## [Data in this exercise]
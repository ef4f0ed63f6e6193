//! Type definitions for the define merger.
//!
//! `RuleTable` is loaded from TOML; `Define` / `DefineSet` are the merge output.

use std::collections::BTreeMap;
use std::fmt;

use serde::Deserialize;
use serde_json::Value;

// =============================================================================
// RULE TABLE (loaded from TOML)
// =============================================================================

/// Versioned symbol rules applied while merging.
#[derive(Debug, Clone, Deserialize)]
pub struct RuleTable {
    pub version: u32,
    /// Render defines sorted by name instead of merge order.
    #[serde(default = "default_true")]
    pub sort_keys: bool,
    #[serde(default)]
    pub renames: RenameRule,
    #[serde(default)]
    pub letter_codepoints: LetterRule,
}

/// Rename source symbols before they are merged.
#[derive(Debug, Clone, Default, Deserialize)]
pub struct RenameRule {
    #[serde(default)]
    pub enabled: bool,
    /// Source name -> output name.
    #[serde(default)]
    pub symbols: BTreeMap<String, String>,
}

/// Convert single-character values of `*_LETTER` symbols to code points.
#[derive(Debug, Clone, Deserialize)]
pub struct LetterRule {
    #[serde(default)]
    pub enabled: bool,
    #[serde(default = "default_letter_suffix")]
    pub suffix: String,
}

impl Default for LetterRule {
    fn default() -> Self {
        Self {
            enabled: false,
            suffix: default_letter_suffix(),
        }
    }
}

fn default_true() -> bool {
    true
}

fn default_letter_suffix() -> String {
    "_LETTER".to_string()
}

impl RuleTable {
    /// A table with every rule switched off.
    pub fn passthrough() -> Self {
        Self {
            version: 0,
            sort_keys: true,
            renames: RenameRule::default(),
            letter_codepoints: LetterRule::default(),
        }
    }

    /// Output name for a source symbol.
    pub fn rename<'a>(&'a self, key: &'a str) -> &'a str {
        if !self.renames.enabled {
            return key;
        }
        self.renames.symbols.get(key).map(String::as_str).unwrap_or(key)
    }

    /// Code point replacement for a `*_LETTER` value, if the rule applies.
    ///
    /// Single quotes are removed and whitespace trimmed first, so `"'X'"`
    /// and `"X"` both become `88`.
    pub fn letter_codepoint(&self, key: &str, value: &Value) -> Option<Value> {
        if !self.letter_codepoints.enabled || !key.ends_with(&self.letter_codepoints.suffix) {
            return None;
        }
        let unquoted = value.as_str()?.replace('\'', "");
        let mut chars = unquoted.trim().chars();
        let letter = chars.next()?;
        if chars.next().is_some() {
            return None;
        }
        Some(Value::from(letter as u32))
    }
}

// =============================================================================
// MERGE OUTPUT
// =============================================================================

/// Value of a merged define. Absent (boolean `false`) defines never reach here.
#[derive(Debug, Clone, PartialEq)]
pub enum DefineValue {
    /// Bare `-D NAME`.
    Flag,
    /// `-D NAME=literal`, interpolated verbatim.
    Literal(String),
}

impl DefineValue {
    /// Convert a scalar JSON value. Returns `None` for `false` and for
    /// non-scalars (arrays, objects).
    pub fn from_json(value: &Value) -> Option<Self> {
        match value {
            Value::Bool(true) | Value::Null => Some(Self::Flag),
            Value::Bool(false) => None,
            Value::Number(n) => Some(Self::Literal(n.to_string())),
            Value::String(s) => Some(Self::Literal(s.clone())),
            Value::Array(_) | Value::Object(_) => None,
        }
    }
}

/// One compiler define.
#[derive(Debug, Clone, PartialEq)]
pub struct Define {
    pub name: String,
    pub value: DefineValue,
}

impl fmt::Display for Define {
    fn fmt(&self, f: &mut fmt::Formatter<'_>) -> fmt::Result {
        match &self.value {
            DefineValue::Flag => write!(f, "-D {}", self.name),
            DefineValue::Literal(v) => write!(f, "-D {}={}", self.name, v),
        }
    }
}

/// Ordered, de-duplicated set of defines produced by a merge.
#[derive(Debug, Clone, Default, PartialEq)]
pub struct DefineSet {
    defines: Vec<Define>,
}

impl DefineSet {
    pub(crate) fn from_defines(defines: Vec<Define>) -> Self {
        Self { defines }
    }

    pub fn get(&self, name: &str) -> Option<&DefineValue> {
        self.defines.iter().find(|d| d.name == name).map(|d| &d.value)
    }

    pub fn contains(&self, name: &str) -> bool {
        self.get(name).is_some()
    }

    pub fn iter(&self) -> impl Iterator<Item = &Define> {
        self.defines.iter()
    }

    pub fn len(&self) -> usize {
        self.defines.len()
    }

    pub fn is_empty(&self) -> bool {
        self.defines.is_empty()
    }

    /// `-D ...` strings in set order.
    pub fn to_flags(&self) -> Vec<String> {
        self.defines.iter().map(Define::to_string).collect()
    }
}
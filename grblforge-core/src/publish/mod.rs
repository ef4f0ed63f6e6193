//! Artifact publishing: the JSON manifest, the build report and the HTML
//! download page.

mod html;
mod manifest;
mod report;

pub use html::{escape_html, render_download_page};
pub use manifest::{build_manifest, write_manifest, ArtifactKind, Manifest, ManifestEntry};
pub use report::write_build_report;
mod commands;

use std::path::PathBuf;
use std::process::ExitCode;

use clap::{Parser, Subcommand};
use tracing::error;
use tracing_subscriber::EnvFilter;

use commands::{Outcome, Overrides};

#[derive(Parser)]
#[command(name = "grblforge")]
#[command(about = "Render PlatformIO configs and firmware builds from grblHAL machine profiles")]
#[command(version)]
struct Cli {
    /// Config file (default: ./grblforge.toml, then the user config dir)
    #[arg(long, global = true)]
    config: Option<PathBuf>,

    /// PlatformIO template asset overriding the embedded one
    #[arg(long, global = true)]
    template: Option<PathBuf>,

    /// Symbol rule table overriding the embedded one
    #[arg(long, global = true)]
    rules: Option<PathBuf>,

    /// Profile URL or local path; repeat for several. Replaces configured sources.
    #[arg(long = "profile", value_name = "SOURCE", global = true)]
    profiles: Vec<String>,

    /// Disable symbol renames (e.g. SIENCI_ATCI -> ATCI_ENABLE)
    #[arg(long, global = true)]
    no_rename: bool,

    /// Disable *_LETTER code point conversion
    #[arg(long, global = true)]
    no_letter_codepoints: bool,

    /// Debug logging
    #[arg(short, long, global = true)]
    verbose: bool,

    #[command(subcommand)]
    command: Option<Command>,
}

#[derive(Subcommand)]
enum Command {
    /// Fetch profiles and write platformio.ini (default)
    Generate {
        /// Output path for the generated config
        #[arg(short, long)]
        output: Option<PathBuf>,
    },
    /// Build every variant and publish the artifacts
    Build {
        /// Skip the clean step before each build
        #[arg(long)]
        skip_clean: bool,
    },
    /// Write the artifact manifest
    Manifest {
        /// Directory holding the firmware images
        #[arg(long)]
        dir: Option<PathBuf>,

        /// Manifest file to write
        #[arg(long)]
        out: Option<PathBuf>,
    },
}

fn main() -> ExitCode {
    let cli = Cli::parse();

    let default_level = if cli.verbose { "debug" } else { "info" };
    tracing_subscriber::fmt()
        .with_env_filter(
            EnvFilter::try_from_default_env().unwrap_or_else(|_| EnvFilter::new(default_level)),
        )
        .init();

    let overrides = Overrides {
        config: cli.config,
        template: cli.template,
        rules: cli.rules,
        profiles: cli.profiles,
        no_rename: cli.no_rename,
        no_letter_codepoints: cli.no_letter_codepoints,
    };

    let runtime = match tokio::runtime::Builder::new_current_thread()
        .enable_all()
        .build()
    {
        Ok(rt) => rt,
        Err(e) => {
            error!("Failed to start runtime: {}", e);
            return ExitCode::FAILURE;
        }
    };

    let command = cli.command.unwrap_or(Command::Generate { output: None });
    let result = runtime.block_on(async {
        match command {
            Command::Generate { output } => commands::generate(&overrides, output).await,
            Command::Build { skip_clean } => commands::build(&overrides, skip_clean).await,
            Command::Manifest { dir, out } => commands::manifest(&overrides, dir, out),
        }
    });

    ExitCode::from(exit_status(&result))
}

fn exit_status(result: &anyhow::Result<Outcome>) -> u8 {
    match result {
        Ok(outcome) => {
            if let Outcome::BuildFailures(n) = outcome {
                error!("Error: {} build(s) failed.", n);
            }
            outcome.exit_status()
        }
        Err(e) => {
            error!("{:#}", e);
            1
        }
    }
}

## [Aim of the task]
Locate the lines above that hold the word "LetterRule". Show every one of them.

## [Solved exercise]
    pub letter_codepoints: LetterRule,
pub struct LetterRule {
impl Default for LetterRule {
            letter_codepoints: LetterRule::default(),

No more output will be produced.